Un débauché de profession est rarement un homme pitoyable. Which I am sure is a guide of the utmost use to us all in modern life. If we fully understand the nuances.
This morning I came across a writing challenge based on starting a story with the first line of your favourite book. I would have the greatest difficulty choosing ten books to be my favourites, let alone choosing a single book. So I decided to instead to use a book to which I return again and again: John Fowles’ The Magus. Ignoring the preface to the revised edition, it begins with the De Sade quotation at the start of this post.
My French is not terrible but I have not read either literature or poetry in it since school, so I decided to seek a translation rather than rely on my patchy and dis-euphonious comprehension. While it did not take long to confirm my direct translation was valid or to discover a more melodious and nuanced version, by the time I had so done my mind had begun to wonder about the use of quotations in fiction (or even non-fiction) without a translation.
By now I suspect the readers of this posts are split into three groups: people who have translated the it with no difficulty; people who are either relying on a basic understanding or a search engine; and people who skimmed it and might be waiting for a translation.
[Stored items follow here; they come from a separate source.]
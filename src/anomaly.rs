use crate::config;
use crate::error::AnomalyError;
use crate::types::{AnomalyId, Point3, SourceId};
use crate::utils;
use std::fmt;

/// Kinds of time distortion an anomaly can produce.
/// Declaration order matters: the combination fallback ranks later variants higher.
#[derive(Debug, Clone, Copy, PartialEq, Eq, PartialOrd, Ord, Hash)]
pub enum AnomalyType {
    Rift,
    Stasis,
    Dilation,
    Acceleration,
    Reversal,
    Instability,
}

impl fmt::Display for AnomalyType {
    fn fmt(&self, f: &mut fmt::Formatter<'_>) -> fmt::Result {
        let name = match self {
            AnomalyType::Rift => "RIFT",
            AnomalyType::Stasis => "STASIS",
            AnomalyType::Dilation => "DILATION",
            AnomalyType::Acceleration => "ACCELERATION",
            AnomalyType::Reversal => "REVERSAL",
            AnomalyType::Instability => "INSTABILITY",
        };
        f.write_str(name)
    }
}

/// Description of a time distortion centred on a point in space.
///
/// `time_distortion` is the distortion as felt: the anomaly's raw distortion
/// multiplied by `strength`. Effects built with [`AnomalyEffect::new`] carry a
/// strength of 1 and phase 0.
#[derive(Debug, Clone, Copy, PartialEq)]
pub struct AnomalyEffect {
    pub anomaly_type: AnomalyType,
    pub time_distortion: f64,
    pub position: Point3,
    pub radius: f64,
    pub duration: f64,
    pub source_id: SourceId,
    /// Weight already folded into `time_distortion`
    pub strength: f64,
    /// Oscillation phase of the source, in radians
    pub phase: f64,
}

impl AnomalyEffect {
    pub fn new(
        anomaly_type: AnomalyType,
        time_distortion: f64,
        position: Point3,
        radius: f64,
        duration: f64,
    ) -> Self {
        AnomalyEffect {
            anomaly_type,
            time_distortion,
            position,
            radius,
            duration,
            source_id: crate::types::SYNTHETIC_SOURCE_ID,
            strength: 1.0,
            phase: 0.0,
        }
    }

    /// Checks the parameters an anomaly must satisfy before it may enter a simulation
    pub fn validate(&self) -> Result<(), AnomalyError> {
        if !self.radius.is_finite() || self.radius <= 0.0 {
            return Err(AnomalyError::InvalidRadius(self.radius));
        }
        if !self.duration.is_finite() || self.duration <= 0.0 {
            return Err(AnomalyError::InvalidDuration(self.duration));
        }
        if !self.time_distortion.is_finite() {
            return Err(AnomalyError::NonFiniteDistortion);
        }
        if self.time_distortion.abs() > config::MAX_TIME_DISTORTION {
            return Err(AnomalyError::DistortionOutOfRange(self.time_distortion));
        }
        if !self.position.is_finite() {
            return Err(AnomalyError::NonFinitePosition);
        }
        Ok(())
    }

    pub fn contains(&self, point: Point3) -> bool {
        self.position.distance_squared(point) <= self.radius * self.radius
    }

    /// Multiplier this effect applies to the flow of time at `point`.
    ///
    /// Rate-changing types blend from 1 towards the raw distortion by
    /// `strength`, so a weightless effect is always neutral. Reversal blends
    /// towards the negated magnitude. Rift oscillates inside its core and
    /// slows time further out; instability oscillates everywhere.
    pub fn time_factor_at(&self, point: Point3) -> f64 {
        let w = self.strength;
        // lerp(1, raw, w) with raw * w already stored in time_distortion
        let felt = self.time_distortion;
        match self.anomaly_type {
            AnomalyType::Stasis | AnomalyType::Dilation | AnomalyType::Acceleration => {
                1.0 + felt - w
            }
            AnomalyType::Reversal => 1.0 - felt.abs() - w,
            AnomalyType::Rift => {
                let normalized = self.position.distance(point) / self.radius;
                if normalized < config::RIFT_CORE_FRACTION {
                    1.0 + self.phase.sin() * felt.abs() * config::RIFT_OSCILLATION
                } else {
                    1.0 - config::RIFT_OUTER_SLOWDOWN * w
                }
            }
            AnomalyType::Instability => {
                1.0 + self.phase.sin() * config::INSTABILITY_AMPLITUDE * w
            }
        }
    }
}

/// A live anomaly: one effect plus its lifetime state
#[derive(Debug, Clone)]
pub struct TemporalAnomaly {
    id: AnomalyId,
    effect: AnomalyEffect,
    remaining_duration: f64,
    elapsed: f64,
    intensity_factor: f64,
    active: bool,
}

impl TemporalAnomaly {
    /// Wraps an already validated effect. The effect's source id is set to `id`.
    pub(crate) fn new(id: AnomalyId, mut effect: AnomalyEffect) -> Self {
        effect.source_id = id as SourceId;
        TemporalAnomaly {
            id,
            remaining_duration: effect.duration,
            effect,
            elapsed: 0.0,
            intensity_factor: 0.0,
            active: true,
        }
    }

    pub fn id(&self) -> AnomalyId {
        self.id
    }

    pub fn effect(&self) -> &AnomalyEffect {
        &self.effect
    }

    pub fn anomaly_type(&self) -> AnomalyType {
        self.effect.anomaly_type
    }

    pub fn position(&self) -> Point3 {
        self.effect.position
    }

    pub fn radius(&self) -> f64 {
        self.effect.radius
    }

    pub fn remaining_duration(&self) -> f64 {
        self.remaining_duration
    }

    pub fn elapsed(&self) -> f64 {
        self.elapsed
    }

    pub fn intensity_factor(&self) -> f64 {
        self.intensity_factor
    }

    pub fn is_active(&self) -> bool {
        self.active
    }

    /// Advances the lifetime by `dt` seconds; expired anomalies stay inactive
    pub fn update(&mut self, dt: f64) {
        if !self.active || !dt.is_finite() || dt < 0.0 {
            return;
        }
        self.remaining_duration -= dt;
        self.elapsed += dt;
        if self.remaining_duration <= 0.0 {
            self.remaining_duration = 0.0;
            self.active = false;
        }
        self.intensity_factor = self.compute_intensity();
    }

    pub fn deactivate(&mut self) {
        self.active = false;
    }

    // Parabolic envelope: 0 at both ends of the lifetime, 1 at the midpoint
    fn compute_intensity(&self) -> f64 {
        let progress = utils::clamp(self.elapsed / self.effect.duration, 0.0, 1.0);
        utils::clamp(1.0 - (2.0 * progress - 1.0).abs(), 0.0, 1.0)
    }

    /// Oscillation phase in radians, driven by the anomaly's own lifetime
    pub fn phase(&self) -> f64 {
        (self.elapsed * config::PHASE_RATE).rem_euclid(std::f64::consts::TAU)
    }

    pub fn contains(&self, point: Point3) -> bool {
        self.active && self.effect.contains(point)
    }

    /// Distance falloff: 1 at the centre, 0 at the edge and beyond
    pub fn falloff_at(&self, point: Point3) -> f64 {
        let distance = self.effect.position.distance(point);
        utils::smoothstep(self.effect.radius, 0.0, distance)
    }

    /// Current weight of the effect at `point` (intensity times falloff)
    pub fn strength_at(&self, point: Point3) -> f64 {
        if !self.active {
            return 0.0;
        }
        self.intensity_factor * self.falloff_at(point)
    }

    /// The effect as felt at `point`, with its distortion scaled by strength
    pub fn effect_at(&self, point: Point3) -> AnomalyEffect {
        let strength = self.strength_at(point);
        AnomalyEffect {
            time_distortion: self.effect.time_distortion * strength,
            strength,
            phase: self.phase(),
            ..self.effect
        }
    }

    /// Multiplier on the flow of time this anomaly applies at `point`
    pub fn time_factor_at(&self, point: Point3) -> f64 {
        self.effect_at(point).time_factor_at(point)
    }

    /// Whether this anomaly's sphere intersects another's
    pub fn overlaps(&self, other: &TemporalAnomaly) -> bool {
        let reach = self.effect.radius + other.effect.radius;
        self.effect.position.distance_squared(other.effect.position) < reach * reach
    }
}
I have embedded the quote into the text, and referred to it in the next sentence, so I anticipate the last group is reasonably small. However, when reading a book I often fall into it myself. I still read most books on paper, sitting on a sofa, and the ebooks I read are almost always read with the wi-fi turned off on my Kindle to save battery. Putting down a book to either go to my computer or turn on the wi-fi, so I can search for a translation is almost always more effort and distraction than I wish to incur for the potential reward. If I, with an almost obsession to read everything and consume new knowledge set them aside for later, are these quotations really adding to the work?
Indeed, if the author has succeeded in immersing me in the story, or even in creating an engaging blurb, I might not even remember to seek a translation later. The effectiveness of these quotations is thus inversely proportional to the attractiveness of the book as a whole.
When books were the preserve of the wealthy (and thus educated man) it perhaps made sense to assume the reader would speak French, German, Latin, Greek, and other languages well enough to quote without a translation. But is that still a valid assumption? If having studied Latin and Greek at school is the exception not the rule, and becoming more so for each generation, then is omitting the translation moving from erudition to obfuscation?
Or is an air of exclusivity the goal? If many literary classics begin sections or even chapters with an untranslated quotation from a foreign classic, then is having untranslated quotations a message that this is serious fiction rather than whatever the author least wishes it mistaken for? Would Margaret Atwood’s protestations that The Handmaid’s Tale is not science fiction be unnecessary if she added “Ventosa viri restabit” before the first paragraph?
I have no objection to quotations; however, if they truly add to the story then would they not add more if a translation were provided as well? In such spirit, the initial quotation could be translated as the professional philanderer is seldom worthy of pity.
Do you take time to translate quotes if you do not recognise them? Do you find their inclusion annoying, even if you can translate them?